(Stored data entries)
━━━

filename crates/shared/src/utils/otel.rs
use anyhow::{Context as _, Result};
use opentelemetry::{Context, global};
use opentelemetry_otlp::{LogExporter, MetricExporter, SpanExporter, WithExportConfig};
use opentelemetry_sdk::{
    Resource, logs::SdkLoggerProvider, metrics::SdkMeterProvider, trace::SdkTracerProvider,
};
use tokio::time::Instant;

/// OTLP providers for one service process. Tracer and meter are installed globally.
pub struct Telemetry {
    tracer_provider: SdkTracerProvider,
    meter_provider: SdkMeterProvider,
    logger_provider: SdkLoggerProvider,
}

pub struct TracingContext {
    pub cx: Context,
    pub start_time: Instant,
}

impl Telemetry {
    pub fn init(service_name: impl Into<String>, otel_endpoint: &str) -> Result<Self> {
        let resource = Resource::builder()
            .with_service_name(service_name.into())
            .build();

        let span_exporter = SpanExporter::builder()
            .with_tonic()
            .with_endpoint(otel_endpoint)
            .build()
            .context("Failed to create span exporter")?;

        let tracer_provider = SdkTracerProvider::builder()
            .with_resource(resource.clone())
            .with_batch_exporter(span_exporter)
            .build();

        global::set_tracer_provider(tracer_provider.clone());

        let metric_exporter = MetricExporter::builder()
            .with_tonic()
            .with_endpoint(otel_endpoint)
            .build()
            .context("Failed to create metric exporter")?;

        let meter_provider = SdkMeterProvider::builder()
            .with_resource(resource.clone())
            .with_periodic_exporter(metric_exporter)
            .build();

        global::set_meter_provider(meter_provider.clone());

        let log_exporter = LogExporter::builder()
            .with_tonic()
            .with_endpoint(otel_endpoint)
            .build()
            .context("Failed to create log exporter")?;

        let logger_provider = SdkLoggerProvider::builder()
            .with_resource(resource)
            .with_batch_exporter(log_exporter)
            .build();

        Ok(Self {
            tracer_provider,
            meter_provider,
            logger_provider,
        })
    }

    pub fn logger_provider(&self) -> SdkLoggerProvider {
        self.logger_provider.clone()
    }

    pub fn shutdown(self) -> Result<()> {
        let mut errors = Vec::new();

        if let Err(e) = self.tracer_provider.shutdown() {
            errors.push(format!("tracer provider: {e}"));
        }
        if let Err(e) = self.meter_provider.shutdown() {
            errors.push(format!("meter provider: {e}"));
        }
        if let Err(e) = self.logger_provider.shutdown() {
            errors.push(format!("logger provider: {e}"));
        }

        if !errors.is_empty() {
            anyhow::bail!("Failed to shutdown providers:\n{}", errors.join("\n"));
        }

        Ok(())
    }
}
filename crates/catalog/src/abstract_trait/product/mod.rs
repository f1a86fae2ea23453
mod repository;
mod service;

pub use self::repository::{DynProductQueryRepository, ProductQueryRepositoryTrait};
pub use self::service::{DynProductQueryService, ProductQueryServiceTrait};
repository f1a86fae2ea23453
use serde::{Deserialize, Serialize};
use utoipa::{IntoParams, ToSchema};
use validator::Validate;

#[derive(Debug, Clone, Copy, Serialize, Deserialize, Validate, ToSchema, IntoParams)]
#[into_params(parameter_in = Query)]
pub struct ProductPaging {
    #[serde(default = "default_page")]
    #[validate(range(min = 1, message = "Page must be at least 1"))]
    pub page: u32,

    #[serde(default = "default_size")]
    #[validate(range(min = 1, max = 100, message = "Size must be between 1 and 100"))]
    pub size: u32,
}

impl Default for ProductPaging {
    fn default() -> Self {
        Self {
            page: default_page(),
            size: default_size(),
        }
    }
}

/// Paging for the main page, which also takes a free-text name filter.
#[derive(Debug, Clone, Serialize, Deserialize, Validate, ToSchema, IntoParams)]
#[into_params(parameter_in = Query)]
pub struct MainProductPaging {
    #[serde(default = "default_page")]
    #[validate(range(min = 1, message = "Page must be at least 1"))]
    pub page: u32,

    #[serde(default = "default_size")]
    #[validate(range(min = 1, max = 100, message = "Size must be between 1 and 100"))]
    pub size: u32,

    #[serde(default)]
    #[validate(length(max = 100, message = "Keyword is too long"))]
    pub keyword: Option<String>,
}

impl MainProductPaging {
    pub fn paging(&self) -> ProductPaging {
        ProductPaging {
            page: self.page,
            size: self.size,
        }
    }
}

impl Default for MainProductPaging {
    fn default() -> Self {
        Self {
            page: default_page(),
            size: default_size(),
            keyword: None,
        }
    }
}

/// Search across every category dimension. Season, person and product
/// category are enum tokens (`SUMMER`, `WOMEN`, `SNEAKERS`); a missing season
/// or person falls back to its wildcard.
#[derive(Debug, Clone, Serialize, Deserialize, Validate, ToSchema, IntoParams)]
#[serde(rename_all = "camelCase")]
#[into_params(parameter_in = Query)]
pub struct ProductSearch {
    #[serde(default = "default_page")]
    #[validate(range(min = 1, message = "Page must be at least 1"))]
    pub page: u32,

    #[serde(default = "default_size")]
    #[validate(range(min = 1, max = 100, message = "Size must be between 1 and 100"))]
    pub size: u32,

    #[serde(default)]
    pub season: Option<String>,

    #[serde(default)]
    pub person: Option<String>,

    #[serde(default)]
    pub product_category: Option<String>,

    #[serde(default)]
    #[validate(length(max = 100, message = "Keyword is too long"))]
    pub keyword: Option<String>,
}

impl ProductSearch {
    pub fn paging(&self) -> ProductPaging {
        ProductPaging {
            page: self.page,
            size: self.size,
        }
    }
}

impl Default for ProductSearch {
    fn default() -> Self {
        Self {
            page: default_page(),
            size: default_size(),
            season: None,
            person: None,
            product_category: None,
            keyword: None,
        }
    }
}

fn default_page() -> u32 {
    1
}

fn default_size() -> u32 {
    20
}
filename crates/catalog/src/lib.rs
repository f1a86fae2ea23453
pub mod abstract_trait;
pub mod config;
pub mod di;
pub mod domain;
pub mod handler;
pub mod middleware;
pub mod model;
pub mod query;
pub mod repository;
pub mod service;
pub mod state;
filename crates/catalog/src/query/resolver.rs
//! Turns the optional season / person / product-category inputs of a listing
//! request into the predicate applied to the product collection.
//!
//! Wildcard rules:
//! - no season: `ALL_SEASON` items only; a specific season also takes `ALL_SEASON` items.
//! - no person: `ALL_PERSON` items only; `MEN`/`WOMEN` also take `ALL_PERSON` items;
//!   `CHILDREN` is never widened.
//! - no product category: unconstrained; otherwise an exact match.
//!
//! Season listings leave the person dimension open and person listings leave the
//! season dimension open; [`resolve`] constrains all three.

use crate::{
    domain::category::{PersonCategory, ProductCategory, SeasonCategory},
    model::product::Product,
};
use shared::errors::ServiceError;
use sqlx::{Postgres, QueryBuilder};

#[derive(Debug, Clone, PartialEq, Eq)]
pub enum CategoryMatch<T> {
    Any,
    OneOf(Vec<T>),
}

impl<T: PartialEq> CategoryMatch<T> {
    pub fn accepts(&self, value: &T) -> bool {
        match self {
            CategoryMatch::Any => true,
            CategoryMatch::OneOf(values) => values.contains(value),
        }
    }
}

#[derive(Debug, Clone, PartialEq, Eq)]
pub struct CatalogFilter {
    pub season: CategoryMatch<SeasonCategory>,
    pub person: CategoryMatch<PersonCategory>,
    pub product: Option<ProductCategory>,
    pub keyword: Option<String>,
}

impl CatalogFilter {
    /// Main listing: no category constraint at all.
    pub fn unrestricted() -> Self {
        Self {
            season: CategoryMatch::Any,
            person: CategoryMatch::Any,
            product: None,
            keyword: None,
        }
    }

    /// Season listing: the person dimension is left open.
    pub fn for_season(season: Option<SeasonCategory>) -> Self {
        Self {
            season: resolve_season(season),
            ..Self::unrestricted()
        }
    }

    /// Person listing: the season dimension is left open.
    pub fn for_person(
        person: PersonCategory,
        product_category: Option<&str>,
    ) -> Result<Self, ServiceError> {
        Ok(Self {
            person: resolve_person(Some(person)),
            product: resolve_product_category(product_category)?,
            ..Self::unrestricted()
        })
    }

    pub fn with_keyword(mut self, keyword: Option<&str>) -> Self {
        self.keyword = keyword
            .map(str::trim)
            .filter(|k| !k.is_empty())
            .map(str::to_string);
        self
    }

    /// Same predicate as [`CatalogFilter::push_conditions`], evaluated in process.
    ///
    /// The keyword folds ASCII case only, as `ILIKE` does under the `C` collation.
    pub fn matches(&self, product: &Product) -> bool {
        !product.is_deleted
            && self.season.accepts(&product.season_category)
            && self.person.accepts(&product.person_category)
            && self
                .product
                .is_none_or(|category| category == product.product_category)
            && self.keyword.as_deref().is_none_or(|keyword| {
                product
                    .name
                    .to_ascii_lowercase()
                    .contains(&keyword.to_ascii_lowercase())
            })
    }

    /// Appends `AND ...` clauses; the caller has already opened the `WHERE`.
    pub fn push_conditions(&self, qb: &mut QueryBuilder<'_, Postgres>) {
        qb.push(" AND p.is_deleted = FALSE");

        if let CategoryMatch::OneOf(seasons) = &self.season {
            let tokens: Vec<String> = seasons.iter().map(|s| s.as_str().to_string()).collect();
            qb.push(" AND p.season_category = ANY(");
            qb.push_bind(tokens);
            qb.push(")");
        }

        if let CategoryMatch::OneOf(persons) = &self.person {
            let tokens: Vec<String> = persons.iter().map(|p| p.as_str().to_string()).collect();
            qb.push(" AND p.person_category = ANY(");
            qb.push_bind(tokens);
            qb.push(")");
        }

        if let Some(category) = self.product {
            qb.push(" AND p.product_category = ");
            qb.push_bind(category.as_str().to_string());
        }

        if let Some(keyword) = &self.keyword {
            qb.push(" AND p.name ILIKE ");
            qb.push_bind(format!("%{}%", escape_like(keyword)));
            qb.push(" ESCAPE '\\'");
        }
    }
}

pub fn resolve_season(season: Option<SeasonCategory>) -> CategoryMatch<SeasonCategory> {
    match season {
        Some(specific) if !specific.is_wildcard() => {
            CategoryMatch::OneOf(vec![specific, SeasonCategory::AllSeason])
        }
        _ => CategoryMatch::OneOf(vec![SeasonCategory::AllSeason]),
    }
}

pub fn resolve_person(person: Option<PersonCategory>) -> CategoryMatch<PersonCategory> {
    match person {
        // children's items are never folded into ALL_PERSON
        Some(PersonCategory::Children) => CategoryMatch::OneOf(vec![PersonCategory::Children]),
        Some(specific) if !specific.is_wildcard() => {
            CategoryMatch::OneOf(vec![specific, PersonCategory::AllPerson])
        }
        _ => CategoryMatch::OneOf(vec![PersonCategory::AllPerson]),
    }
}

pub fn resolve_product_category(
    token: Option<&str>,
) -> Result<Option<ProductCategory>, ServiceError> {
    token.map(str::parse).transpose()
}

/// Search listing: every dimension is constrained, absent ones fall back to the wildcards.
pub fn resolve(
    season: Option<SeasonCategory>,
    person: Option<PersonCategory>,
    product_category: Option<&str>,
) -> Result<CatalogFilter, ServiceError> {
    Ok(CatalogFilter {
        season: resolve_season(season),
        person: resolve_person(person),
        product: resolve_product_category(product_category)?,
        keyword: None,
    })
}

fn escape_like(raw: &str) -> String {
    let mut escaped = String::with_capacity(raw.len());
    for c in raw.chars() {
        if matches!(c, '\\' | '%' | '_') {
            escaped.push('\\');
        }
        escaped.push(c);
    }
    escaped
}
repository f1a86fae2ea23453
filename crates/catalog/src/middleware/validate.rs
use axum::{
    extract::{FromRequestParts, Query},
    http::request::Parts,
};
use serde::de::DeserializeOwned;
use shared::errors::{HttpError, ServiceError};
use validator::{Validate, ValidationErrors};

/// `Query<T>` that also runs `validator` rules, rejecting with a 400 error body.
pub struct ValidatedQuery<T>(pub T);

impl<S, T> FromRequestParts<S> for ValidatedQuery<T>
where
    T: DeserializeOwned + Validate + Send,
    S: Send + Sync,
{
    type Rejection = HttpError;

    async fn from_request_parts(parts: &mut Parts, state: &S) -> Result<Self, Self::Rejection> {
        let Query(value) = Query::<T>::from_request_parts(parts, state)
            .await
            .map_err(|rejection| {
                HttpError::from(ServiceError::Validation(vec![rejection.body_text()]))
            })?;

        value.validate().map_err(|validation_errors| {
            HttpError::from(ServiceError::Validation(format_validation_errors(
                &validation_errors,
            )))
        })?;

        Ok(Self(value))
    }
}

fn format_validation_errors(errors: &ValidationErrors) -> Vec<String> {
    let mut error_messages = Vec::new();

    for (field, field_errors) in errors.field_errors() {
        for error in field_errors {
            let message = error
                .message
                .as_ref()
                .map(|m| m.to_string())
                .unwrap_or_else(|| match error.code.as_ref() {
                    "length" => "Invalid length".to_string(),
                    "range" => "Value out of range".to_string(),
                    _ => format!("Invalid {field}"),
                });
            error_messages.push(format!("{field}: {message}"));
        }
    }

    if error_messages.is_empty() {
        error_messages.push("Validation failed".to_string());
    }

    // field_errors() is a HashMap
    error_messages.sort();
    error_messages
}
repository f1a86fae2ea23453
use anyhow::{Context, Result, anyhow};

const DEFAULT_OTEL_ENDPOINT: &str = "http://otel-collector:4317";

#[derive(Debug, Clone)]
pub struct DatabaseConfig {
    pub url: String,
    pub min_connections: u32,
    pub max_connections: u32,
}

#[derive(Debug, Clone)]
pub struct Config {
    pub database: DatabaseConfig,
    pub run_migrations: bool,
    pub port: u16,
    pub otel_endpoint: String,
    pub dev_mode: bool,
    pub enable_file_log: bool,
}

impl Config {
    pub fn init() -> Result<Self> {
        Self::from_lookup(|key| std::env::var(key).ok())
    }

    /// Builds the config from any key lookup, so parsing can be tested without the process env.
    pub fn from_lookup<F>(lookup: F) -> Result<Self>
    where
        F: Fn(&str) -> Option<String>,
    {
        let required = |key: &str| {
            lookup(key).ok_or_else(|| anyhow!("Missing environment variable: {key}"))
        };

        let database_url = required("DATABASE_URL")?;
        let run_migrations_str = required("RUN_MIGRATIONS")?;
        let port_str = required("PORT")?;

        let run_migrations = match run_migrations_str.as_str() {
            "true" => true,
            "false" => false,
            other => {
                return Err(anyhow!(
                    "RUN_MIGRATIONS must be 'true' or 'false', got '{}'",
                    other
                ));
            }
        };

        let port = port_str
            .parse::<u16>()
            .context("PORT must be a valid u16 integer")?;

        let max_connections = match lookup("DB_MAX_CONN") {
            Some(v) => v
                .parse::<u32>()
                .context("DB_MAX_CONN must be a valid u32 integer")?,
            None => 5,
        };

        let min_connections = match lookup("DB_MIN_CONN") {
            Some(v) => v
                .parse::<u32>()
                .context("DB_MIN_CONN must be a valid u32 integer")?,
            None => 1,
        };

        if min_connections > max_connections {
            return Err(anyhow!(
                "DB_MIN_CONN ({min_connections}) must not exceed DB_MAX_CONN ({max_connections})"
            ));
        }

        let otel_endpoint =
            lookup("OTEL_ENDPOINT").unwrap_or_else(|| DEFAULT_OTEL_ENDPOINT.to_string());

        let dev_mode = lookup("DEV_MODE")
            .map(|v| v == "true" || v == "1")
            .unwrap_or(false);
        let enable_file_log = lookup("ENABLE_FILE_LOG")
            .map(|v| v == "true")
            .unwrap_or(false);

        Ok(Self {
            database: DatabaseConfig {
                url: database_url,
                min_connections,
                max_connections,
            },
            run_migrations,
            port,
            otel_endpoint,
            dev_mode,
            enable_file_log,
        })
    }
}
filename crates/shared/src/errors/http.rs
use crate::errors::{error::ErrorResponse, service::ServiceError};
use axum::{
    Json,
    http::StatusCode,
    response::{IntoResponse, Response},
};
use tracing::error;

#[derive(Debug)]
pub enum HttpError {
    BadRequest { code: &'static str, message: String },
    NotFound { code: &'static str, message: String },
    Internal(String),
}

impl HttpError {
    pub fn status(&self) -> StatusCode {
        match self {
            HttpError::BadRequest { .. } => StatusCode::BAD_REQUEST,
            HttpError::NotFound { .. } => StatusCode::NOT_FOUND,
            HttpError::Internal(_) => StatusCode::INTERNAL_SERVER_ERROR,
        }
    }
}

impl From<ServiceError> for HttpError {
    fn from(err: ServiceError) -> Self {
        let code = err.code();

        match err {
            ServiceError::Validation(errors) => HttpError::BadRequest {
                code,
                message: format!("Validation failed: {}", errors.join("; ")),
            },

            ServiceError::InvalidCategory(token) => HttpError::BadRequest {
                code,
                message: format!("Unknown product category: {token}"),
            },

            ServiceError::InvalidOption(token) => HttpError::BadRequest {
                code,
                message: format!("Unknown sorting option: {token}"),
            },

            ServiceError::ProductEmpty => HttpError::NotFound {
                code,
                message: "No products found".into(),
            },

            ServiceError::NotFound(what) => HttpError::NotFound {
                code,
                message: format!("{what} not found"),
            },

            ServiceError::Repo(repo_err) => HttpError::Internal(repo_err.to_string()),
        }
    }
}

impl IntoResponse for HttpError {
    fn into_response(self) -> Response {
        let status = self.status();

        let (code, message) = match self {
            HttpError::BadRequest { code, message } | HttpError::NotFound { code, message } => {
                (code, message)
            }
            HttpError::Internal(detail) => {
                error!("💥 Internal error surfaced to client: {detail}");
                ("INTERNAL_ERROR", "Internal server error".to_string())
            }
        };

        let body = Json(ErrorResponse {
            status: "error".into(),
            code: code.into(),
            message,
        });

        (status, body).into_response()
    }
}
use sqlx::Error as SqlxError;
use thiserror::Error;

/// Store failures. Missing rows are `Option::None` at the repository seam, not errors.
#[derive(Debug, Error)]
pub enum RepositoryError {
    #[error("Database error: {0}")]
    Sqlx(#[from] SqlxError),
}
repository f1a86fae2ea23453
pub mod config;
pub mod errors;
pub mod utils;
pub mod validate;
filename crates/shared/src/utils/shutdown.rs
use std::{future::Future, io};
use tokio::signal;
use tracing::info;

pub async fn shutdown_signal() {
    let ctrl_c = wait_or_park("Ctrl+C", signal::ctrl_c());

    #[cfg(unix)]
    let terminate = async {
        match signal::unix::signal(signal::unix::SignalKind::terminate()) {
            Ok(mut stream) => {
                stream.recv().await;
            }
            Err(e) => {
                tracing::error!("Failed to install SIGTERM handler: {e}");
                std::future::pending::<()>().await;
            }
        }
    };

    #[cfg(not(unix))]
    let terminate = std::future::pending::<()>();

    tokio::select! {
        _ = ctrl_c => info!("🛑 Shutdown signal received (Ctrl+C)."),
        _ = terminate => info!("🛑 Shutdown signal received (SIGTERM)."),
    }
}

/// Resolves when `signal` fires. A handler that failed to install never
/// resolves, leaving shutdown to the other signal.
async fn wait_or_park(name: &str, signal: impl Future<Output = io::Result<()>>) {
    if let Err(e) = signal.await {
        tracing::error!("Failed to install {name} handler: {e}");
        std::future::pending::<()>().await;
    }
}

━━━

▶ _Your task_
Wherever a line in the records contains the word "only", copy that line.

▶ _Reply to the task_
//! - no season: `ALL_SEASON` items only; a specific season also takes `ALL_SEASON` items.
//! - no person: `ALL_PERSON` items only; `MEN`/`WOMEN` also take `ALL_PERSON` items;
    /// The keyword folds ASCII case only, as `ILIKE` does under the `C` collation.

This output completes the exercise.